• **PROBLEM TO SOLVE**
Within the listing below, please copy exactly the lines between the line holding "impl<T> Drop for" and the line holding "it is freed.", inclusive.

── MATERIAL PROVIDED ──

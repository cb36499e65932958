//! Traits describing the order in which a collection gives its elements back.

pub mod queue;
pub mod stack;

#[doc(inline)]
pub use queue::Queue;
#[doc(inline)]
pub use stack::Stack;
impl<T> OrderedSequence<T> {
    pub(crate) fn checked_seek(&self, index: usize) -> Result<NodePtr<T>, IndexOutOfBounds> {
        Ok(self.checked_contents_for_index(index)?.seek(index))
    }

    pub(crate) const fn checked_contents_for_index(
        &self,
        index: usize,
    ) -> Result<&SeqContents<T>, IndexOutOfBounds> {
        match &self.state {
            Empty => Err(IndexOutOfBounds { index, len: 0 }),
            Full(contents) => {
                let len = contents.len.get();
                if index < len {
                    Ok(contents)
                } else {
                    Err(IndexOutOfBounds { index, len })
                }
            },
        }
    }

    pub(crate) fn checked_contents_for_index_mut(
        &mut self,
        index: usize,
    ) -> Result<&mut SeqContents<T>, IndexOutOfBounds> {
        match &mut self.state {
            Empty => Err(IndexOutOfBounds { index, len: 0 }),
            Full(contents) => {
                let len = contents.len.get();
                if index < len {
                    Ok(contents)
                } else {
                    Err(IndexOutOfBounds { index, len })
                }
            },
        }
    }

    /// Walks the links from the front and checks that they agree with the length and tail.
    #[cfg(test)]
    pub(crate) fn verify_links(&self) {
        match &self.state {
            Empty => {},
            Full(SeqContents { len, head, tail }) => {
                let mut count = 1;
                let mut curr = *head;
                while let Some(next) = curr.next() {
                    count += 1;
                    curr = *next;
                }
                assert_eq!(count, len.get(), "Length should match the number of linked nodes.");
                assert!(curr == *tail, "The last linked node should be the tail.");
            },
        }
    }
}

impl<T> SeqContents<T> {
    /// Returns the node at `index`, which must be less than `len`.
    pub fn seek(&self, index: usize) -> NodePtr<T> {
        if index == self.len.last_index() {
            return self.tail;
        }

        let mut node = self.head;
        for _ in 0..index {
            // SAFETY: index is less than the last index, so every node visited has a successor.
            node = unsafe { node.next().unwrap_unchecked() };
        }
        node
    }

    pub fn push_front(&mut self, value: T) -> Result<(), CapacityOverflow> {
        self.len = self.len.checked_add(1)?;

        self.head = NodePtr::from_node(Node {
            value,
            next: Some(self.head),
        });
        Ok(())
    }

    pub fn push_back(&mut self, value: T) -> Result<(), CapacityOverflow> {
        self.len = self.len.checked_add(1)?;

        let node = NodePtr::from_node(Node {
            value,
            next: None,
        });

        *self.tail.next_mut() = Some(node);
        self.tail = node;
        Ok(())
    }

    /// Unlinks the node at `index`, which must be neither the head nor the tail.
    pub fn remove_inner(&mut self, index: usize) -> T {
        let prev_node = self.seek(index - 1);

        // SAFETY: The node at index isn't the tail, so prev_node has a successor and it is
        // relinked past before anything else can read it.
        let node = unsafe { prev_node.next().unwrap_unchecked().take_node() };
        *prev_node.next_mut() = node.next;

        // SAFETY: Removing an inner node still leaves the head and the tail.
        self.len = unsafe { self.len.decrement().unwrap_unchecked() };

        node.value
    }

    pub fn wrap_one(value: T) -> SeqContents<T> {
        let node = NodePtr::from_node(Node {
            value,
            next: None,
        });

        SeqContents {
            len: ONE,
            head: node,
            tail: node,
        }
    }
}

impl<T> SeqState<T> {
    pub fn single(value: T) -> SeqState<T> {
        Full(SeqContents::wrap_one(value))
    }

    pub const fn len(&self) -> usize {
        match self {
            Empty => 0,
            Full(SeqContents { len, .. }) => len.get(),
        }
    }
}

// Shallow copies, used by the borrowed iterators to walk the nodes without owning them.
impl<T> Clone for SeqContents<T> {
    fn clone(&self) -> Self {
        *self
    }
}

impl<T> Copy for SeqContents<T> {}

impl<T> Clone for SeqState<T> {
    fn clone(&self) -> Self {
        *self
    }
}

impl<T> Copy for SeqState<T> {}

impl<T: PartialEq> PartialEq for SeqContents<T> {
    fn eq(&self, other: &Self) -> bool {
        if self.len != other.len { return false; }
        let mut node_a = self.head;
        let mut node_b = other.head;

        loop {
            if node_a.value() != node_b.value() {
                break false;
            }
            match (node_a.next(), node_b.next()) {
                (Some(next_a), Some(next_b)) => {
                    node_a = *next_a;
                    node_b = *next_b;
                },
                // Both sides have the same length, so if they aren't both Some, they are both None.
                _ => break true,
            }
        }
    }
}

impl<T: Eq> Eq for SeqContents<T> {}

impl<T: Hash> Hash for SeqContents<T> {
    fn hash<H: Hasher>(&self, state: &mut H) {
        self.len.hash(state);
        let mut node = self.head;

        loop {
            node.value().hash(state);
            match node.next() {
                Some(next) => node = *next,
                None => break,
            }
        }

        // Terminate variable length hashing sequence.
        0xFF.hash(state);
    }
}

// SAFETY: An OrderedSequence owns all of its nodes, so sending it sends every element with it.
unsafe impl<T: Send> Send for OrderedSequence<T> {}

// SAFETY: Shared references only ever give out shared references to elements.
unsafe impl<T: Sync> Sync for OrderedSequence<T> {}

impl<T> Index<usize> for OrderedSequence<T> {
    type Output = T;

    fn index(&self, index: usize) -> &Self::Output {
        self.get(index)
    }
}

impl<T> IndexMut<usize> for OrderedSequence<T> {
    fn index_mut(&mut self, index: usize) -> &mut Self::Output {
        self.get_mut(index)
    }
}

impl<T> FromIterator<T> for OrderedSequence<T> {
    fn from_iter<I: IntoIterator<Item = T>>(iter: I) -> Self {
        let mut seq = OrderedSequence::new();
        seq.extend(iter);
        seq
    }
}

impl<T> Extend<T> for OrderedSequence<T> {
    fn extend<I: IntoIterator<Item = T>>(&mut self, iter: I) {
        for item in iter {
            self.push_back(item);
        }
    }
}

impl<T, const N: usize> From<[T; N]> for OrderedSequence<T> {
    fn from(value: [T; N]) -> Self {
        value.into_iter().collect()
    }
}

impl<T: Clone> Clone for OrderedSequence<T> {
    fn clone(&self) -> Self {
        self.iter().cloned().collect()
    }
}

impl<T> Default for OrderedSequence<T> {
    fn default() -> Self {
        Self::new()
    }
}

impl<T> Drop for OrderedSequence<T> {
    fn drop(&mut self) {
        if let Full(SeqContents { head, .. }) = self.state {
            let mut curr = Some(head);
            while let Some(ptr) = curr {
                // SAFETY: Each node is visited once, and its successor is read before it is freed.
                let node = unsafe { ptr.take_node() };
                curr = node.next;
            }
        }
    }
}

impl<T> IntoIterator for OrderedSequence<T> {
    type Item = T;

    type IntoIter = IntoIter<T>;

    fn into_iter(self) -> Self::IntoIter {
        IntoIter {
            seq: self,
        }
    }
}

#[cfg(feature = "traits")]
impl<T> Stack<T> for OrderedSequence<T> {
    fn push(&mut self, value: T) {
        self.push_back(value)
    }

    fn pop(&mut self) -> Option<T> {
        self.pop_back()
    }

    fn peek(&self) -> Option<&T> {
        self.back()
    }

    fn len(&self) -> usize {
        self.len()
    }
}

───

• **YOUR RESPONSE**
impl<T> Drop for OrderedSequence<T> {
    fn drop(&mut self) {
        if let Full(SeqContents { head, .. }) = self.state {
            let mut curr = Some(head);
            while let Some(ptr) = curr {
                // SAFETY: Each node is visited once, and its successor is read before it is freed.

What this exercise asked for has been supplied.